My previous posts have covered the discoveries of scientists and of myself, a hapless student discovering what scientific research is all about. I am now introducing Debate Over DNA, which is about misconception and controversy in genetics.
Preimplantation Genetic Diagnosis (PGD) is the ability to determine genetic conditions in a child that hasn’t been born yet. We can diagnose the embryo (when the egg from a female and the sperm from a male fuse) before it is implanted into the mother. Genetic screening and diagnosis allows parents to make better choices for their child’s future.
In Vitro Fertilisation (IVF) is required to create an embryo ex uterto (outside the body). IVF is one of the few available treatments for infertility and is useful for when there is a risk of a hereditary disease being passed on. The zygotes (the eggs and sperm) are collected and the sperm is manually injected into the egg to make an embryo. The embryos stay in culture for a few days and then one embryo is implanted into the mother’s uterus (her womb). The other embryos aren’t implanted to avoid having multiple children and are instead frozen for future applications.

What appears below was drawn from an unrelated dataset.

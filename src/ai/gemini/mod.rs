pub mod client;
pub mod cover;

pub use cover::GeminiCoverClient;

On day three, a cell is taken from the IVF embryo to undergo PGD. This involves a genetic analysis of the DNA within the cell. The Polymerase Chain Reaction (PCR) is used to amplify the DNA, and then Fluorescence In Situ Hybridisation (FISH) allows the binding of fluorescent probes to the defective part of the DNA. An embryo without the defect present is then selected for implantation.
I believe that PGD is massively beneficial, as it effectively reduces the risk of inheriting a harmful genetic condition. The fact that this is all done in a petri dish, however, is a controversial topic. Do we have a right to intervene with what nature intended? In this post I have highlighted some of the debates and myths associated with PGD.
Nature In Utero vs. Nurture Ex Utero
The use of PGD is well-regulated and justified. There are nearly 400 conditions in the UK where PGD is legal, with the requirement that the condition affects their quality of life. PGD reduces the number of children born with a predisposed genetic condition. A diagnosis once the embryo has started developing gives parents a more difficult choice as to whether to terminate an affected fetus or not. In contrast, choosing to terminate an 8-cell embryo may not be as unethical as terminating a pregnancy because it is not as far along in development as a fetus would be. This means that the requirement for abortion is also reduced.
On the other hand, our ability to select which embryos develop could be interpreted as us ‘playing God’. To some, an embryo has the same right as a person to live, so the destruction of embryos that may or may not even have the defect can be viewed as wasting potential life. There is also the argument that individuals with existing genetic conditions may begin to feel socially-isolated as the number of those affected decreases. In the situation of a parent, however, it is easy to empathise and choose the option which gives a healthy child.
PGD can be used for saviour siblings. For a child born with a genetic condition such as some cancers, their sibling may be able to provide an organ or cell transplant. The embryo for this saviour sibling is produced using IVF, and then PGD is used to ensure that;
a) They too don’t have the condition, and;
b) That their HLA genes (involved in the immune response) are compatible so that rejection after a transplant doesn’t occur.
Although this benefits the affected child, it is controversial as the sole purpose of that child is to make their sibling better. There is the question of whether informed consent should be required, but often these transplants occur at such a young age that parental consent is adequate, so the saviour sibling hasn’t had a say. If you enjoy a cup of tea and a good book like I do, then I recommend reading ‘My Sister’s Keeper’ by Jodie Picoult as it highlights the controversy surrounding saviour siblings.
Will this lead to Designer Babies?
With the potential to screen for many genetic defects, where should we draw the line? There is talk of Designer Babies, which is when desirable traits that do not significantly improve the child’s health are selected for. For example, embryos could be chosen without the genes dictating poor eyesight or premature balding.
The Human Fertilisation and Embryology Authority (HFEA) regulates under what circumstances this interference can occur and the research that is carried out on embryos. In 2006, HFEA allowed genetic screening in embryos of genes that can lead to certain cancers in middle-age, and have given permission for ‘three-parent babies’ to be born later this year.
For now, ethical complications and tight regulations mean that the selection of desirable traits is highly unlikely, but as processes like this become easier to conduct, it does allow a future where we can select desirable traits. HFEA have prohibited the use of reproductive cloning, but this research is legal in other countries. Is it likely that HFEA will also follow suit to diminish undesirable characteristics?
I hope this post has cleared up any previous misconceptions that you had on PGD. Do you believe that that the application of PGD will become less restricted as time goes on?